Published by Truthout at: http://www.truth-out.org/fantastic-drone-technology-comes-rescue-border/1327519604   
Candice Miller, the Republican chair of the House Border and Marine Security Subcommittee of the House Homeland Security Committee, is effusive in her praise of unmanned aerial vehicles (UAVs), referring to the drones at a March 15, 2011, hearing on Capitol Hill as "fantastic technology" that have proved "incredibly, incredibly successful in theater."
As the new chair of the subcommittee that oversees the air operations of Customs and Border Protection (CBP), Miller has become one of the leading Congressional advocates of increased domestic drone deployment. Miller is a member of the House Unmanned Systems Caucus, which works to increase drone use and open US airspace to UAVs.
Over the past few years, Texas Republicans - most prominently Gov. Rick Perry, Sen. John Cornyn, and Congressman Michael McCaul - have been the among the leading high-profile proponents of drones for border security. Democratic Party politicians also generally share the mounting enthusiasm in Congress for this high-tech fix for border security.
Neither the high price tag for the Predator and Reaper drones - $20 million apiece - nor the inability of CBP to offer any substantive documentation of their successful deployment deters Congressional drone boosters.
In support of the department's use of drones for border security, Department of Homeland Security (DHS) officials routinely assert that drones are a "force multiplier" and that UAVs form an essential part of the "technological pillar" of border security. Congressional drone boosters commonly echo and amplify these DHS claims.
Yet, DHS assertions about the success, value and worth of drones in border security operations suffer a widening credibility gap six years after Predator drones first started patrolling the southwest border. UAVs may, as Miller states, be fantastic technology.
The purported achievements fall more into the realm of pure fantasy.
DHS has steadily expanded its drone fleet, and Congress has offered more cheerleading for drones than oversight. Due diligence and accountability are nowhere to be found.
What makes this absence of proper oversight and good management especially shocking is that the waste, inefficiency and strategic blunders of the drone escalation mirror the monumental failures of the SBInet "virtual fence" project - the other major DHS venture into high-tech border security.
CBP, which has eight drones in its UAV fleet with another two projected to be delivered by early 2012, projects a 24-drone fleet according to its strategic plan. Congressional members, alarmed about an array of perceived border threats, have pressured CBP to quickly increase its drone fleet and patrol areas despite CBP acknowledgements that it lacks the capacity and personnel to deploy the drones it already has.
Multiplying the Border Force
Since the inclusion in 2003 of immigration and border security agencies within the DHS, CBP has increasingly adopted a military lexicon to describe its operations. That makes sense since, for the first time, CBP had an explicit security mission - as evident in the wholesale adoption of the term "border security."
Over the past six years, CBP has spent more than $2 billion to create a "technological pillar" for border security.
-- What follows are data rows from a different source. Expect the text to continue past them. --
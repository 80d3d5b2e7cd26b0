//! Aggregation and deduplication of harvested profiles.

use std::collections::HashSet;

use crate::models::ProfileRecord;

/// Append-only collection of records, unique by profile link.
///
/// The first record seen for a link wins; later duplicates are dropped. Records
/// without a link cannot be compared and are always kept.
#[derive(Debug, Default)]
pub struct ProfileAggregator {
    records: Vec<ProfileRecord>,
    seen_links: HashSet<String>,
    duplicates: usize,
}

impl ProfileAggregator {
    pub fn new() -> Self {
        Self::default()
    }

    /// Add one record; returns `false` if it was a duplicate.
    pub fn push(&mut self, record: ProfileRecord) -> bool {
        if !record.profile_link.is_empty() && !self.seen_links.insert(record.profile_link.clone()) {
            self.duplicates += 1;
            return false;
        }
        self.records.push(record);
        true
    }

    /// Add a page of records; returns how many were new.
    pub fn extend(&mut self, records: impl IntoIterator<Item = ProfileRecord>) -> usize {
        let mut added = 0;
        for record in records {
            if self.push(record) {
                added += 1;
            }
        }
        added
    }

    pub fn len(&self) -> usize {
        self.records.len()
    }

    pub fn is_empty(&self) -> bool {
        self.records.is_empty()
    }

    /// Number of records dropped as duplicates so far
    pub fn duplicates(&self) -> usize {
        self.duplicates
    }

    pub fn records(&self) -> &[ProfileRecord] {
        &self.records
    }

    /// Final ordered sequence, first-seen order
    pub fn into_records(self) -> Vec<ProfileRecord> {
        self.records
    }
}

/// Deduplicate a list of records by profile link, keeping first occurrences.
pub fn deduplicate_profiles(records: Vec<ProfileRecord>) -> Vec<ProfileRecord> {
    let mut aggregator = ProfileAggregator::new();
    aggregator.extend(records);
    aggregator.into_records()
}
The other two border security pillars are personnel (Border Patrol and CBP agents) and infrastructure (mainly the border fence).
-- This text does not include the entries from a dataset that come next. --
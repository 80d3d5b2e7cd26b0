//! Retry utilities with exponential backoff for page fetches.

use std::time::Duration;
use tokio::time::sleep;

use crate::config::RetrySettings;
use crate::sources::HarvestError;

/// Configuration for retry behavior
#[derive(Debug, Clone, Copy, PartialEq)]
pub struct RetryConfig {
    /// Maximum number of attempts, the first one included
    pub max_attempts: u32,
    /// Delay before the first retry
    pub initial_delay: Duration,
    /// Upper bound for any single delay
    pub max_delay: Duration,
    /// Multiplier for exponential backoff
    pub backoff_multiplier: f64,
}

impl Default for RetryConfig {
    fn default() -> Self {
        RetrySettings::default().into()
    }
}

impl From<RetrySettings> for RetryConfig {
    fn from(settings: RetrySettings) -> Self {
        Self {
            max_attempts: settings.max_attempts.max(1),
            initial_delay: Duration::from_millis(settings.initial_delay_ms),
            max_delay: Duration::from_millis(settings.max_delay_ms),
            backoff_multiplier: settings.backoff_multiplier,
        }
    }
}

impl RetryConfig {
    /// Set the attempt limit
    pub fn max_attempts(mut self, attempts: u32) -> Self {
        self.max_attempts = attempts.max(1);
        self
    }

    /// Backoff delay after the given failed attempt (1-based), before error hints
    pub fn backoff_delay(&self, attempt: u32) -> Duration {
        let exp = self.initial_delay.as_secs_f64()
            * self.backoff_multiplier.powf(attempt.saturating_sub(1) as f64);
        // NaN and negative products collapse to zero
        Duration::from_secs_f64(exp.min(self.max_delay.as_secs_f64()).max(0.0))
    }
}

/// Transient errors that should trigger a retry
#[derive(Debug, Clone, PartialEq)]
pub enum TransientError {
    /// Connection failure or 5xx response
    Network,
    /// Request timeout
    Timeout,
    /// Rate limit exceeded (with optional retry-after seconds)
    RateLimit(Option<u64>),
}

impl TransientError {
    /// Classify a harvest error; `None` means retrying will not help.
    pub fn from_harvest_error(err: &HarvestError) -> Option<Self> {
        match err {
            HarvestError::Transport(msg) => {
                let msg_lower = msg.to_lowercase();
                if msg_lower.contains("timed out") || msg_lower.contains("timeout") {
                    Some(TransientError::Timeout)
                } else {
                    Some(TransientError::Network)
                }
            }
            HarvestError::RateLimited { retry_after } => {
                Some(TransientError::RateLimit(*retry_after))
            }
            _ => None,
        }
    }

    /// Get the recommended delay for this error
    pub fn recommended_delay(&self) -> Duration {
        match self {
            TransientError::RateLimit(Some(seconds)) => Duration::from_secs(*seconds),
            TransientError::RateLimit(None) => Duration::from_secs(30),
            TransientError::Timeout => Duration::from_secs(2),
            TransientError::Network => Duration::from_secs(1),
        }
    }
}

/// Execute an async operation with retry logic
pub async fn with_retry<T, F, Fut>(config: RetryConfig, operation: F) -> Result<T, HarvestError>
where
    F: FnMut() -> Fut,
    Fut: std::future::Future<Output = Result<T, HarvestError>>,
{
    with_retry_notify(config, |_, _, _| {}, operation).await
}

/// Like [`with_retry`], calling `notify(attempt, error, delay)` before each backoff sleep.
pub async fn with_retry_notify<T, F, Fut, N>(
    config: RetryConfig,
    mut notify: N,
    mut operation: F,
) -> Result<T, HarvestError>
where
    F: FnMut() -> Fut,
    Fut: std::future::Future<Output = Result<T, HarvestError>>,
    N: FnMut(u32, &HarvestError, Duration),
{
    let mut attempts = 0;

    loop {
        attempts += 1;

        let error = match operation().await {
            Ok(result) => {
                if attempts > 1 {
                    tracing::info!(
                        "Operation succeeded on attempt {} after {} transient failures",
                        attempts,
                        attempts - 1
                    );
                }
                return Ok(result);
            }
            Err(error) => error,
        };

        let Some(transient) = TransientError::from_harvest_error(&error) else {
            return Err(error);
        };

        if attempts >= config.max_attempts {
            tracing::warn!("Operation failed after {} attempts: {}", attempts, error);
            return Err(error);
        }

        let delay = std::cmp::max(config.backoff_delay(attempts), transient.recommended_delay())
            .min(config.max_delay);

        tracing::debug!(
            "Transient error on attempt {}: {:?}, retrying in {:?}",
            attempts,
            transient,
            delay
        );
        notify(attempts, &error, delay);

        sleep(delay).await;
    }
}

#[cfg(test)]
mod tests {
    use super::*;
    use std::cell::RefCell;
    use std::rc::Rc;

    fn fast_config(max_attempts: u32) -> RetryConfig {
        RetryConfig {
            max_attempts,
            initial_delay: Duration::from_millis(1),
            max_delay: Duration::from_millis(5),
            backoff_multiplier: 2.0,
        }
    }

    #[tokio::test]
    async fn test_retry_success_first_try() {
        let call_count = Rc::new(RefCell::new(0));

        let result = {
            let call_count = call_count.clone();
            with_retry(fast_config(3), move || {
                let call_count = call_count.clone();
                async move {
                    *call_count.borrow_mut() += 1;
                    Ok("success")
                }
            })
        }
        .await;

        assert_eq!(result.unwrap(), "success");
        assert_eq!(*call_count.borrow(), 1);
    }

    #[tokio::test]
    async fn test_retry_success_after_failures() {
        let call_count = Rc::new(RefCell::new(0));

        let result = {
            let call_count = call_count.clone();
            with_retry(fast_config(4), move || {
                let call_count = call_count.clone();
                async move {
                    *call_count.borrow_mut() += 1;
                    if *call_count.borrow() < 3 {
                        Err(HarvestError::Transport("connection reset".to_string()))
                    } else {
                        Ok("success")
                    }
                }
            })
        }
        .await;

        assert_eq!(result.unwrap(), "success");
        assert_eq!(*call_count.borrow(), 3);
    }

    #[tokio::test]
    async fn test_retry_gives_up_at_attempt_limit() {
        let call_count = Rc::new(RefCell::new(0));
        let notified = Rc::new(RefCell::new(Vec::new()));

        let result: Result<(), HarvestError> = {
            let call_count = call_count.clone();
            let notified = notified.clone();
            with_retry_notify(
                fast_config(3),
                move |attempt, _, _| notified.borrow_mut().push(attempt),
                move || {
                    let call_count = call_count.clone();
                    async move {
                        *call_count.borrow_mut() += 1;
                        Err(HarvestError::Transport("connection refused".to_string()))
                    }
                },
            )
        }
        .await;

        assert!(matches!(result, Err(HarvestError::Transport(_))));
        assert_eq!(*call_count.borrow(), 3);
        assert_eq!(*notified.borrow(), vec![1, 2]);
    }

    #[tokio::test]
    async fn test_retry_returns_permanent_error() {
        let call_count = Rc::new(RefCell::new(0));

        let result: Result<&str, HarvestError> = {
            let call_count = call_count.clone();
            with_retry(fast_config(5), move || {
                let call_count = call_count.clone();
                async move {
                    *call_count.borrow_mut() += 1;
                    Err(HarvestError::Blocked(403))
                }
            })
        }
        .await;

        assert!(matches!(result, Err(HarvestError::Blocked(403))));
        assert_eq!(*call_count.borrow(), 1); // Should not retry on permanent error
    }

    #[test]
    fn test_transient_error_detection() {
        let rate_limit = HarvestError::RateLimited { retry_after: Some(7) };
        assert_eq!(
            TransientError::from_harvest_error(&rate_limit),
            Some(TransientError::RateLimit(Some(7)))
        );

        let timeout = HarvestError::Transport("operation timed out".to_string());
        assert_eq!(
            TransientError::from_harvest_error(&timeout),
            Some(TransientError::Timeout)
        );

        let malformed = HarvestError::MalformedDocument("no container".to_string());
        assert!(TransientError::from_harvest_error(&malformed).is_none());
        assert!(TransientError::from_harvest_error(&HarvestError::Blocked(403)).is_none());
    }

    #[test]
    fn test_backoff_grows_and_caps() {
        let config = RetryConfig {
            max_attempts: 10,
            initial_delay: Duration::from_millis(100),
            max_delay: Duration::from_millis(500),
            backoff_multiplier: 2.0,
        };

        assert_eq!(config.backoff_delay(1), Duration::from_millis(100));
        assert_eq!(config.backoff_delay(2), Duration::from_millis(200));
        assert_eq!(config.backoff_delay(3), Duration::from_millis(400));
        assert_eq!(config.backoff_delay(4), Duration::from_millis(500));
    }

    #[test]
    fn test_backoff_never_negative() {
        let config = RetryConfig {
            max_attempts: 5,
            initial_delay: Duration::from_millis(100),
            max_delay: Duration::from_millis(500),
            backoff_multiplier: -2.0,
        };

        for attempt in 1..=5 {
            assert!(config.backoff_delay(attempt) <= Duration::from_millis(500));
        }
        assert_eq!(config.backoff_delay(2), Duration::ZERO);

        let nan = RetryConfig {
            backoff_multiplier: f64::NAN,
            ..config
        };
        assert!(nan.backoff_delay(3) <= Duration::from_millis(500));
    }

    #[tokio::test]
    async fn test_retry_with_negative_multiplier_gives_up_cleanly() {
        let config = RetryConfig {
            backoff_multiplier: -2.0,
            ..fast_config(3)
        };

        let result: Result<(), HarvestError> = with_retry(config, || async {
            Err(HarvestError::Transport("connection reset".to_string()))
        })
        .await;

        assert!(matches!(result, Err(HarvestError::Transport(_))));
    }

    #[test]
    fn test_recommended_delay() {
        assert_eq!(
            TransientError::RateLimit(Some(30)).recommended_delay(),
            Duration::from_secs(30)
        );
        assert_eq!(
            TransientError::Network.recommended_delay(),
            Duration::from_secs(1)
        );
    }
}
The two main components of CBP's new technological border security are the "virtual fence" project (first known as SBInet and now called the Alternative Technology Plan) and UAVs. In both cases, one from the ground and the other from the air, surveillance technology monitors stretches of the border and intelligence analysts attempt to determine if the received data includes evidence of illegal border crossings.
In both cases, CBP promotes these high-tech surveillance programs as "force multipliers." That's a Department of Defense term meaning a "capability that, when added to and employed by a combat force, significantly increases the combat potential of that force and thus enhances the probability of successful mission accomplishment." The claim, then, is that UAVs increase the capability of the Border Patrol by increasing the effective scope of their patrols. The ostensible logic of the force-multiplying effect of UAVs is persuasive, just as the CBP assertion that the virtual fence functions as a force multiplier has been presented as common sense - that technology enhances productivity.
One problem with the force-multiplier argument for border drone deployment is that DHS has never provided any data to support the assertion. The other main problem is that DHS probably cannot supply this supporting data because it is simply not true. UAVs might be better described as being manpower-intensive rather than force multipliers. At any time, it is more likely that CBP drones are sitting on US military bases along the border rather than serving as the Border Patrol's "eyes in the skies."
Why is that? Numerous reasons. Bad weather, including cloudy conditions and winds, is a common explanation. Another is that CBP and its Office of Air and Marine (OAM) lacks the personnel to operate the drones.
Attempting to explain why it is so challenging to get drones in the air, General Kostelnik, who as OAM chief directs CBP's drone program, expressed his frustration with preconceived notions about the unmanned character of UAVs:
We're not flying to the full potential, not because of aircraft or airspace limitations, but because we're still building the force. We're still growing the crews....
We are all here talking about unmanned. The real issues have nothing to do with the unmanned part. The real issues are all about the manned piece, and this is a manpower-intensive system.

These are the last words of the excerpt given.